### Data for this exercise:
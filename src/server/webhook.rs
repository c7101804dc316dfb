//! Webhook endpoint handler.
//!
//! Verifies the delivery signature, parses the event and, for pull requests
//! worth evaluating, starts the evaluation on its own task before answering
//! 202 Accepted. GitHub does not wait for the verdict.

use axum::body::Bytes;
use axum::extract::State;
use axum::http::{HeaderMap, StatusCode};
use axum::response::{IntoResponse, Response};
use thiserror::Error;
use tokio::task::JoinHandle;
use tracing::{debug, error, info, warn};

use super::AppState;
use crate::check::CheckOutcome;
use crate::effects::InterpreterFactory;
use crate::types::{DeliveryId, PullRequestRef};
use crate::webhooks::{ParseError, SignatureError, parse_webhook};

/// Header name for GitHub event type.
const HEADER_EVENT: &str = "x-github-event";
/// Header name for GitHub delivery ID.
const HEADER_DELIVERY: &str = "x-github-delivery";
/// Header name for GitHub signature.
const HEADER_SIGNATURE: &str = "x-hub-signature-256";

/// Errors that reject a webhook delivery.
#[derive(Debug, Error)]
pub enum WebhookError {
    #[error("missing required header: {0}")]
    MissingHeader(&'static str),

    #[error("webhook signature bad: {0}")]
    InvalidSignature(#[from] SignatureError),

    #[error("could not parse payload: {0}")]
    InvalidPayload(#[from] ParseError),
}

impl IntoResponse for WebhookError {
    fn into_response(self) -> Response {
        let status = match &self {
            WebhookError::MissingHeader(_) => StatusCode::BAD_REQUEST,
            WebhookError::InvalidSignature(_) => StatusCode::UNAUTHORIZED,
            WebhookError::InvalidPayload(_) => StatusCode::BAD_REQUEST,
        };

        (status, self.to_string()).into_response()
    }
}

/// `POST`/`PUT /webhook`.
///
/// - 202 Accepted: a pull request evaluation was started
/// - 200 OK: verified, but not an event issuebot acts on
/// - 400 Bad Request: missing event header or malformed payload
/// - 401 Unauthorized: signature missing or not matching
pub async fn webhook_handler<F: InterpreterFactory>(
    State(app_state): State<AppState<F>>,
    headers: HeaderMap,
    body: Bytes,
) -> Result<(StatusCode, &'static str), WebhookError> {
    app_state.counters().record_wakeup();

    let delivery_id = headers
        .get(HEADER_DELIVERY)
        .and_then(|v| v.to_str().ok())
        .map(DeliveryId::new)
        .unwrap_or_else(|| DeliveryId::new("unknown"));

    let verified = headers
        .get(HEADER_SIGNATURE)
        .and_then(|v| v.to_str().ok())
        .ok_or(SignatureError::Missing)
        .and_then(|signature| app_state.webhook_secret().verify(&body, signature));
    if let Err(e) = verified {
        warn!(delivery_id = %delivery_id, error = %e, "rejecting webhook");
        return Err(e.into());
    }

    let event_type = get_header(&headers, HEADER_EVENT)?;
    debug!(delivery_id = %delivery_id, event_type = %event_type, "received webhook");

    let pr = match parse_webhook(event_type, &body) {
        Ok(Some(pr)) => pr,
        Ok(None) => {
            debug!(delivery_id = %delivery_id, event_type = %event_type, "ignoring webhook event");
            return Ok((StatusCode::OK, "Ignored"));
        }
        Err(e) => {
            warn!(delivery_id = %delivery_id, error = %e, "could not parse webhook");
            return Err(e.into());
        }
    };

    info!(
        delivery_id = %delivery_id,
        repo = %pr.repo,
        pr = %pr.number,
        "accepted pull request event"
    );
    app_state.counters().record_pull_checked();
    spawn_evaluation(&app_state, pr);

    Ok((StatusCode::ACCEPTED, "Accepted"))
}

/// Evaluates `pr` on a new task, bounded by the configured timeout.
///
/// Failures are logged; nothing is reported back to the caller.
pub fn spawn_evaluation<F: InterpreterFactory>(
    app_state: &AppState<F>,
    pr: PullRequestRef,
) -> JoinHandle<()> {
    let client = app_state.factory().for_repo(&pr.repo);
    let checker = app_state.checker().clone();
    let timeout = app_state.evaluation_timeout();

    tokio::spawn(async move {
        match tokio::time::timeout(timeout, checker.check(&client, &pr)).await {
            Ok(Ok(CheckOutcome::Debounced)) => {}
            Ok(Ok(CheckOutcome::Checked {
                disposition,
                stub_issue,
            })) => {
                debug!(
                    repo = %pr.repo,
                    pr = %pr.number,
                    disposition = %disposition,
                    stub_issue = ?stub_issue,
                    "check finished"
                );
            }
            Ok(Err(e)) => {
                error!(repo = %pr.repo, pr = %pr.number, operation = e.operation(), error = %e, "check failed");
            }
            Err(_) => {
                error!(repo = %pr.repo, pr = %pr.number, timeout_secs = timeout.as_secs(), "check timed out");
            }
        }
    })
}

fn get_header<'a>(headers: &'a HeaderMap, name: &'static str) -> Result<&'a str, WebhookError> {
    headers
        .get(name)
        .and_then(|v| v.to_str().ok())
        .ok_or(WebhookError::MissingHeader(name))
}
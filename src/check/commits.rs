//! Lazy paging over a pull request's commits.

use crate::effects::{GitHubEffect, GitHubInterpreter, GitHubResponse};
use crate::types::{CommitRecord, PrNumber, Sha};

use super::error::CheckError;

/// Commits requested per page.
pub const COMMITS_PER_PAGE: u8 = 100;

/// Walks the commit listing of one pull request a page at a time.
///
/// Nothing is fetched until [`next_page`](Self::next_page) is called, and
/// dropping the pager abandons the remaining pages.
pub struct CommitPages<'a, G> {
    client: &'a G,
    pr: PrNumber,
    per_page: u8,
    next: Option<u32>,
}

impl<'a, G: GitHubInterpreter> CommitPages<'a, G> {
    pub fn new(client: &'a G, pr: PrNumber) -> Self {
        Self::with_page_size(client, pr, COMMITS_PER_PAGE)
    }

    pub fn with_page_size(client: &'a G, pr: PrNumber, per_page: u8) -> Self {
        CommitPages {
            client,
            pr,
            per_page,
            next: Some(1),
        }
    }

    /// Fetches the next page of commit SHAs, or `None` once the listing is
    /// exhausted.
    pub async fn next_page(&mut self) -> Result<Option<Vec<Sha>>, CheckError<G::Error>> {
        let Some(page) = self.next else {
            return Ok(None);
        };

        let effect = GitHubEffect::ListPrCommits {
            pr: self.pr,
            page,
            per_page: self.per_page,
        };
        let response = self
            .client
            .interpret(effect.clone())
            .await
            .map_err(|e| CheckError::api(&effect, e))?;

        match response {
            GitHubResponse::CommitPage { shas, has_more } => {
                self.next = if has_more && !shas.is_empty() {
                    Some(page + 1)
                } else {
                    None
                };
                tracing::debug!(pr = %self.pr, page, commits = shas.len(), has_more, "fetched commit page");
                Ok(Some(shas))
            }
            other => Err(CheckError::unexpected(effect.name(), &other)),
        }
    }
}

/// Fetches the full record (message, author, stats) of one commit.
pub async fn fetch_commit<G: GitHubInterpreter>(
    client: &G,
    sha: Sha,
) -> Result<CommitRecord, CheckError<G::Error>> {
    let effect = GitHubEffect::GetCommit { sha };
    let response = client
        .interpret(effect.clone())
        .await
        .map_err(|e| CheckError::api(&effect, e))?;

    match response {
        GitHubResponse::Commit(record) => Ok(record),
        other => Err(CheckError::unexpected(effect.name(), &other)),
    }
}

### The problem:
Return each line of the data above that includes the word "static".

### Solution to this task:
    MissingHeader(&'static str),
) -> Result<(StatusCode, &'static str), WebhookError> {
fn get_header<'a>(headers: &'a HeaderMap, name: &'static str) -> Result<&'a str, WebhookError> {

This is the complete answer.